*Dataset content:*
◆ ◆ ◆ ◆
//! Cycle orchestrator: ties accounting, the decision gate, the sizing model,
//! and the venue together, once per invocation.
//!
//! One cycle is a strictly sequential run of blocking steps: load state is
//! done once at construction, then per cycle fetch mark price, mark to
//! market, gate, size, submit, persist. The engine is the single writer of
//! the persisted record; overlapping invocations against the same state
//! file are not supported.

use std::time::Duration;

use anyhow::Result;
use chrono::{DateTime, Utc};
use serde::Serialize;
use tokio::time::interval;
use tracing::{debug, info, warn};

use crate::accounting::mark_to_market;
use crate::config::Config;
use crate::exchange::{Exchange, OrderResult};
use crate::gate;
use crate::state::{BotState, StateStore};
use crate::strategy::compute_target_exposure;

/// How many completed daily bars to request for the sizing model.
const CLOSES_LOOKBACK: usize = 500;

/// Structured outcome of one decision cycle.
#[derive(Debug, Serialize)]
#[serde(tag = "status", rename_all = "snake_case")]
pub enum CycleOutcome {
    /// Configuration switch is off; nothing ran, nothing persisted
    Disabled,

    /// Kill switch tripped on an earlier cycle; checked before any venue
    /// call, and the record is left untouched
    Halted,

    /// Mark-to-market ran, but today's decision already happened
    AlreadyDecidedToday,

    /// Mark-to-market ran, but the post-midnight settlement buffer has not
    /// elapsed yet
    WaitingForDailyCloseBuffer,

    /// Full decision path executed
    #[serde(rename = "ok")]
    Decided {
        symbol: String,
        price: f64,
        target_exposure: f64,
        target_base_qty: f64,
        order: OrderResult,
    },
}

/// Owns the in-memory state for the lifetime of the process and drives the
/// per-cycle control flow.
pub struct Engine {
    config: Config,
    exchange: Exchange,
    store: StateStore,
    state: BotState,
}

impl Engine {
    /// Load (or initialize) the persisted state and build an engine.
    pub fn new(config: Config, exchange: Exchange) -> Result<Self> {
        let store = StateStore::new(config.state_path.clone());
        let state = store.load()?;

        info!(
            state_path = %store.path().display(),
            equity = state.current_equity(),
            halted = state.halted,
            "Engine initialized"
        );

        Ok(Self {
            config,
            exchange,
            store,
            state,
        })
    }

    /// Run one decision cycle against the current wall clock.
    pub async fn run_once(&mut self) -> Result<CycleOutcome> {
        self.cycle(Utc::now()).await
    }

    /// One cycle at an explicit instant. Any venue or persistence failure
    /// aborts before the end-of-cycle save, leaving the previous durable
    /// record unchanged.
    async fn cycle(&mut self, now: DateTime<Utc>) -> Result<CycleOutcome> {
        if !self.config.enabled {
            return Ok(CycleOutcome::Disabled);
        }
        if self.state.halted {
            return Ok(CycleOutcome::Halted);
        }

        let symbol = self.config.symbol.clone();

        let price = self.exchange.get_mark_price(&symbol).await?;
        let held = self.exchange.get_position(&symbol).await?;
        let mark = mark_to_market(
            &mut self.state,
            price,
            held,
            self.config.risk.max_daily_loss_pct,
        );
        if let Some(ret) = mark.daily_return {
            debug!(
                price = price,
                held_position = held,
                daily_return = ret,
                equity = self.state.current_equity(),
                "Marked to market"
            );
        }

        let today = gate::utc_day(now);
        if self.state.last_decision_day == Some(today) {
            self.store.save(&self.state)?;
            return Ok(CycleOutcome::AlreadyDecidedToday);
        }
        if !gate::past_settlement_buffer(now, self.config.decision_buffer_minutes) {
            self.store.save(&self.state)?;
            return Ok(CycleOutcome::WaitingForDailyCloseBuffer);
        }

        let closes = self
            .exchange
            .fetch_daily_closes(&symbol, CLOSES_LOOKBACK)
            .await?;
        let target_exposure =
            compute_target_exposure(&closes, &self.state.equity_curve, &self.config.strategy);

        let target_base_qty = if price > 0.0 {
            target_exposure * self.config.risk.notional_usd / price
        } else {
            0.0
        };

        info!(
            symbol = %symbol,
            price = price,
            target_exposure = target_exposure,
            target_base_qty = target_base_qty,
            "Daily decision"
        );

        let order = self
            .exchange
            .set_target_position(&symbol, target_base_qty, false)
            .await?;

        self.state.last_decision_day = Some(today);
        self.store.save(&self.state)?;

        Ok(CycleOutcome::Decided {
            symbol,
            price,
            target_exposure,
            target_base_qty,
            order,
        })
    }

    /// Continuous mode: one cycle per `poll_seconds`, printing each outcome,
    /// until Ctrl-C. A cycle failure is fatal to the loop; there is no
    /// internal retry.
    pub async fn run(&mut self) -> Result<()> {
        info!(
            poll_seconds = self.config.poll_seconds,
            "Starting continuous run loop"
        );

        let mut ticker = interval(Duration::from_secs(self.config.poll_seconds.max(1)));

        loop {
            tokio::select! {
                _ = tokio::signal::ctrl_c() => {
                    info!("Shutdown signal received");
                    break;
                }
                _ = ticker.tick() => {
                    let outcome = self.run_once().await?;
                    println!("{}", serde_json::to_string(&outcome)?);

                    if matches!(outcome, CycleOutcome::Halted) {
                        warn!("Bot is halted; cycles will no-op until the state record is cleared manually");
                    }
                }
            }
        }

        Ok(())
    }

    /// Read-only view of the current state (status reporting).
    pub fn state(&self) -> &BotState {
        &self.state
    }
}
◆ ◆ ◆ ◆
*What the exercise asks:*
Starting from the top of the records and ending at the line that contains "build an engine.", repeat each line exactly and return only those lines.

*Task solution:*
//! Cycle orchestrator: ties accounting, the decision gate, the sizing model,
//! and the venue together, once per invocation.
//!
//! One cycle is a strictly sequential run of blocking steps: load state is
//! done once at construction, then per cycle fetch mark price, mark to
//! market, gate, size, submit, persist. The engine is the single writer of
//! the persisted record; overlapping invocations against the same state
//! file are not supported.

use std::time::Duration;

use anyhow::Result;
use chrono::{DateTime, Utc};
use serde::Serialize;
use tokio::time::interval;
use tracing::{debug, info, warn};

use crate::accounting::mark_to_market;
use crate::config::Config;
use crate::exchange::{Exchange, OrderResult};
use crate::gate;
use crate::state::{BotState, StateStore};
use crate::strategy::compute_target_exposure;

/// How many completed daily bars to request for the sizing model.
const CLOSES_LOOKBACK: usize = 500;

/// Structured outcome of one decision cycle.
#[derive(Debug, Serialize)]
#[serde(tag = "status", rename_all = "snake_case")]
pub enum CycleOutcome {
    /// Configuration switch is off; nothing ran, nothing persisted
    Disabled,

    /// Kill switch tripped on an earlier cycle; checked before any venue
    /// call, and the record is left untouched
    Halted,

    /// Mark-to-market ran, but today's decision already happened
    AlreadyDecidedToday,

    /// Mark-to-market ran, but the post-midnight settlement buffer has not
    /// elapsed yet
    WaitingForDailyCloseBuffer,

    /// Full decision path executed
    #[serde(rename = "ok")]
    Decided {
        symbol: String,
        price: f64,
        target_exposure: f64,
        target_base_qty: f64,
        order: OrderResult,
    },
}

/// Owns the in-memory state for the lifetime of the process and drives the
/// per-cycle control flow.
pub struct Engine {
    config: Config,
    exchange: Exchange,
    store: StateStore,
    state: BotState,
}

impl Engine {
    /// Load (or initialize) the persisted state and build an engine.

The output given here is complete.